* WHAT IS EXPECTED
Make an exact copy of the lines below.

* LISTED ENTRIES

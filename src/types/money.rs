//! Currency codes and amount validation
//!
//! Amounts are plain `rust_decimal::Decimal` values; what makes an amount valid
//! depends on the currency it is expressed in (how many minor units it has).

use rust_decimal::Decimal;
use serde::{Deserialize, Serialize};
use std::fmt;
use std::str::FromStr;

use super::error::WalletError;

/// Currencies quoted without minor units on the mobile-money rails we talk to
const ZERO_DECIMAL_CURRENCIES: [&str; 5] = ["GNF", "RWF", "UGX", "XAF", "XOF"];

/// Largest amount a single intent may move, in major units of any currency
///
/// Keeps running balances and sums many orders of magnitude below the
/// `Decimal` range.
pub const MAX_AMOUNT_UNITS: i64 = 1_000_000_000_000_000;

/// ISO-4217 alphabetic currency code
///
/// Always stored upper-case. Construct with [`Currency::new`] or `str::parse`.
#[derive(Debug, Clone, PartialEq, Eq, Hash, PartialOrd, Ord, Serialize, Deserialize)]
#[serde(try_from = "String", into = "String")]
pub struct Currency(String);

impl Currency {
    /// Validate and normalize a currency code
    ///
    /// Accepts any three ASCII letters (case-insensitive, surrounding whitespace
    /// ignored) and rejects everything else with `InvalidCurrency`.
    pub fn new(code: &str) -> Result<Self, WalletError> {
        let trimmed = code.trim();
        if trimmed.len() != 3 || !trimmed.chars().all(|c| c.is_ascii_alphabetic()) {
            return Err(WalletError::InvalidCurrency {
                code: code.to_string(),
            });
        }
        Ok(Currency(trimmed.to_ascii_uppercase()))
    }

    /// The currency code, e.g. `"EUR"`
    pub fn code(&self) -> &str {
        &self.0
    }

    /// Number of decimal places an amount in this currency may carry
    pub fn minor_units(&self) -> u32 {
        if ZERO_DECIMAL_CURRENCIES.contains(&self.0.as_str()) {
            0
        } else {
            2
        }
    }

    /// Check that `amount` is strictly positive, at most [`MAX_AMOUNT_UNITS`] and
    /// fits the currency's precision
    ///
    /// Trailing zeros are ignored, so `100.000` is a valid EUR amount while
    /// `100.001` is not.
    ///
    /// # Returns
    ///
    /// * `Ok(Decimal)` - the amount rescaled to the currency's minor units
    /// * `Err(WalletError::InvalidAmount)` - non-positive, too large or too precise
    pub fn validate_amount(&self, amount: Decimal) -> Result<Decimal, WalletError> {
        if amount <= Decimal::ZERO {
            return Err(WalletError::invalid_amount(
                amount,
                self.code(),
                "amount must be positive",
            ));
        }
        if amount > Decimal::from(MAX_AMOUNT_UNITS) {
            return Err(WalletError::invalid_amount(
                amount,
                self.code(),
                &format!("amount must not exceed {}", MAX_AMOUNT_UNITS),
            ));
        }

        let precision = self.minor_units();
        if amount.normalize().scale() > precision {
            return Err(WalletError::invalid_amount(
                amount,
                self.code(),
                &format!("at most {} decimal places allowed", precision),
            ));
        }

        let mut rescaled = amount;
        rescaled.rescale(precision);
        Ok(rescaled)
    }

    /// Render an amount with exactly the currency's minor units
    pub fn format_amount(&self, amount: Decimal) -> String {
        let precision = self.minor_units() as usize;
        format!("{:.*}", precision, amount)
    }
}

impl fmt::Display for Currency {
    fn fmt(&self, f: &mut fmt::Formatter<'_>) -> fmt::Result {
        f.write_str(&self.0)
    }
}

impl FromStr for Currency {
    type Err = WalletError;

    fn from_str(s: &str) -> Result<Self, Self::Err> {
        Currency::new(s)
    }
}

impl TryFrom<String> for Currency {
    type Error = WalletError;

    fn try_from(value: String) -> Result<Self, Self::Error> {
        Currency::new(&value)
    }
}

impl From<Currency> for String {
    fn from(currency: Currency) -> Self {
        currency.0
    }
}

#[cfg(test)]
mod tests {
    use super::*;
    use rstest::rstest;
    use rust_decimal_macros::dec;

    #[rstest]
    #[case("EUR", "EUR")]
    #[case("eur", "EUR")]
    #[case(" ugx ", "UGX")]
    fn test_currency_normalization(#[case] input: &str, #[case] expected: &str) {
        assert_eq!(Currency::new(input).unwrap().code(), expected);
    }

    #[rstest]
    #[case("")]
    #[case("EU")]
    #[case("EURO")]
    #[case("E1R")]
    fn test_currency_rejects_bad_codes(#[case] input: &str) {
        assert!(matches!(
            Currency::new(input),
            Err(WalletError::InvalidCurrency { .. })
        ));
    }

    #[rstest]
    #[case("EUR", 2)]
    #[case("GHS", 2)]
    #[case("XAF", 0)]
    #[case("UGX", 0)]
    fn test_minor_units(#[case] code: &str, #[case] expected: u32) {
        assert_eq!(Currency::new(code).unwrap().minor_units(), expected);
    }

    #[rstest]
    #[case::whole("EUR", dec!(100), dec!(100.00))]
    #[case::cents("EUR", dec!(0.01), dec!(0.01))]
    #[case::trailing_zeros("EUR", dec!(12.5000), dec!(12.50))]
    #[case::zero_decimal("XAF", dec!(5000), dec!(5000))]
    #[case::at_limit("XAF", Decimal::from(MAX_AMOUNT_UNITS), Decimal::from(MAX_AMOUNT_UNITS))]
    fn test_validate_amount_accepts(
        #[case] code: &str,
        #[case] amount: Decimal,
        #[case] expected: Decimal,
    ) {
        let validated = Currency::new(code).unwrap().validate_amount(amount).unwrap();
        assert_eq!(validated, expected);
    }

    #[rstest]
    #[case::zero("EUR", dec!(0))]
    #[case::negative("EUR", dec!(-1.00))]
    #[case::sub_cent("EUR", dec!(0.001))]
    #[case::fraction_of_zero_decimal("UGX", dec!(10.5))]
    #[case::above_limit("EUR", Decimal::from(MAX_AMOUNT_UNITS) + dec!(0.01))]
    #[case::near_decimal_max("XAF", dec!(50000000000000000000000000000))]
    fn test_validate_amount_rejects(#[case] code: &str, #[case] amount: Decimal) {
        let result = Currency::new(code).unwrap().validate_amount(amount);
        assert!(matches!(result, Err(WalletError::InvalidAmount { .. })));
    }

    #[test]
    fn test_format_amount_uses_minor_units() {
        let eur = Currency::new("EUR").unwrap();
        let xaf = Currency::new("XAF").unwrap();
        assert_eq!(eur.format_amount(dec!(50)), "50.00");
        assert_eq!(eur.format_amount(dec!(-100.5)), "-100.50");
        assert_eq!(xaf.format_amount(dec!(2500)), "2500");
    }
}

* EXPECTED OUTPUT
filename src/types/money.rs
//! Currency codes and amount validation
//!
//! Amounts are plain `rust_decimal::Decimal` values; what makes an amount valid
//! depends on the currency it is expressed in (how many minor units it has).

use rust_decimal::Decimal;
use serde::{Deserialize, Serialize};
use std::fmt;
use std::str::FromStr;

use super::error::WalletError;

/// Currencies quoted without minor units on the mobile-money rails we talk to
const ZERO_DECIMAL_CURRENCIES: [&str; 5] = ["GNF", "RWF", "UGX", "XAF", "XOF"];

/// Largest amount a single intent may move, in major units of any currency
///
/// Keeps running balances and sums many orders of magnitude below the
/// `Decimal` range.
pub const MAX_AMOUNT_UNITS: i64 = 1_000_000_000_000_000;

/// ISO-4217 alphabetic currency code
///
/// Always stored upper-case. Construct with [`Currency::new`] or `str::parse`.
#[derive(Debug, Clone, PartialEq, Eq, Hash, PartialOrd, Ord, Serialize, Deserialize)]
#[serde(try_from = "String", into = "String")]
pub struct Currency(String);

impl Currency {
    /// Validate and normalize a currency code
    ///
    /// Accepts any three ASCII letters (case-insensitive, surrounding whitespace
    /// ignored) and rejects everything else with `InvalidCurrency`.
    pub fn new(code: &str) -> Result<Self, WalletError> {
        let trimmed = code.trim();
        if trimmed.len() != 3 || !trimmed.chars().all(|c| c.is_ascii_alphabetic()) {
            return Err(WalletError::InvalidCurrency {
                code: code.to_string(),
            });
        }
        Ok(Currency(trimmed.to_ascii_uppercase()))
    }

    /// The currency code, e.g. `"EUR"`
    pub fn code(&self) -> &str {
        &self.0
    }

    /// Number of decimal places an amount in this currency may carry
    pub fn minor_units(&self) -> u32 {
        if ZERO_DECIMAL_CURRENCIES.contains(&self.0.as_str()) {
            0
        } else {
            2
        }
    }

    /// Check that `amount` is strictly positive, at most [`MAX_AMOUNT_UNITS`] and
    /// fits the currency's precision
    ///
    /// Trailing zeros are ignored, so `100.000` is a valid EUR amount while
    /// `100.001` is not.
    ///
    /// # Returns
    ///
    /// * `Ok(Decimal)` - the amount rescaled to the currency's minor units
    /// * `Err(WalletError::InvalidAmount)` - non-positive, too large or too precise
    pub fn validate_amount(&self, amount: Decimal) -> Result<Decimal, WalletError> {
        if amount <= Decimal::ZERO {
            return Err(WalletError::invalid_amount(
                amount,
                self.code(),
                "amount must be positive",
            ));
        }
        if amount > Decimal::from(MAX_AMOUNT_UNITS) {
            return Err(WalletError::invalid_amount(
                amount,
                self.code(),
                &format!("amount must not exceed {}", MAX_AMOUNT_UNITS),
            ));
        }

        let precision = self.minor_units();
        if amount.normalize().scale() > precision {
            return Err(WalletError::invalid_amount(
                amount,
                self.code(),
                &format!("at most {} decimal places allowed", precision),
            ));
        }

        let mut rescaled = amount;
        rescaled.rescale(precision);
        Ok(rescaled)
    }

    /// Render an amount with exactly the currency's minor units
    pub fn format_amount(&self, amount: Decimal) -> String {
        let precision = self.minor_units() as usize;
        format!("{:.*}", precision, amount)
    }
}

impl fmt::Display for Currency {
    fn fmt(&self, f: &mut fmt::Formatter<'_>) -> fmt::Result {
        f.write_str(&self.0)
    }
}

impl FromStr for Currency {
    type Err = WalletError;

    fn from_str(s: &str) -> Result<Self, Self::Err> {
        Currency::new(s)
    }
}

impl TryFrom<String> for Currency {
    type Error = WalletError;

    fn try_from(value: String) -> Result<Self, Self::Error> {
        Currency::new(&value)
    }
}

impl From<Currency> for String {
    fn from(currency: Currency) -> Self {
        currency.0
    }
}

#[cfg(test)]
mod tests {
    use super::*;
    use rstest::rstest;
    use rust_decimal_macros::dec;

    #[rstest]
    #[case("EUR", "EUR")]
    #[case("eur", "EUR")]
    #[case(" ugx ", "UGX")]
    fn test_currency_normalization(#[case] input: &str, #[case] expected: &str) {
        assert_eq!(Currency::new(input).unwrap().code(), expected);
    }

    #[rstest]
    #[case("")]
    #[case("EU")]
    #[case("EURO")]
    #[case("E1R")]
    fn test_currency_rejects_bad_codes(#[case] input: &str) {
        assert!(matches!(
            Currency::new(input),
            Err(WalletError::InvalidCurrency { .. })
        ));
    }

    #[rstest]
    #[case("EUR", 2)]
    #[case("GHS", 2)]
    #[case("XAF", 0)]
    #[case("UGX", 0)]
    fn test_minor_units(#[case] code: &str, #[case] expected: u32) {
        assert_eq!(Currency::new(code).unwrap().minor_units(), expected);
    }

    #[rstest]
    #[case::whole("EUR", dec!(100), dec!(100.00))]
    #[case::cents("EUR", dec!(0.01), dec!(0.01))]
    #[case::trailing_zeros("EUR", dec!(12.5000), dec!(12.50))]
    #[case::zero_decimal("XAF", dec!(5000), dec!(5000))]
    #[case::at_limit("XAF", Decimal::from(MAX_AMOUNT_UNITS), Decimal::from(MAX_AMOUNT_UNITS))]
    fn test_validate_amount_accepts(
        #[case] code: &str,
        #[case] amount: Decimal,
        #[case] expected: Decimal,
    ) {
        let validated = Currency::new(code).unwrap().validate_amount(amount).unwrap();
        assert_eq!(validated, expected);
    }

    #[rstest]
    #[case::zero("EUR", dec!(0))]
    #[case::negative("EUR", dec!(-1.00))]
    #[case::sub_cent("EUR", dec!(0.001))]
    #[case::fraction_of_zero_decimal("UGX", dec!(10.5))]
    #[case::above_limit("EUR", Decimal::from(MAX_AMOUNT_UNITS) + dec!(0.01))]
    #[case::near_decimal_max("XAF", dec!(50000000000000000000000000000))]
    fn test_validate_amount_rejects(#[case] code: &str, #[case] amount: Decimal) {
        let result = Currency::new(code).unwrap().validate_amount(amount);
        assert!(matches!(result, Err(WalletError::InvalidAmount { .. })));
    }

    #[test]
    fn test_format_amount_uses_minor_units() {
        let eur = Currency::new("EUR").unwrap();
        let xaf = Currency::new("XAF").unwrap();
        assert_eq!(eur.format_amount(dec!(50)), "50.00");
        assert_eq!(eur.format_amount(dec!(-100.5)), "-100.50");
        assert_eq!(xaf.format_amount(dec!(2500)), "2500");
    }
}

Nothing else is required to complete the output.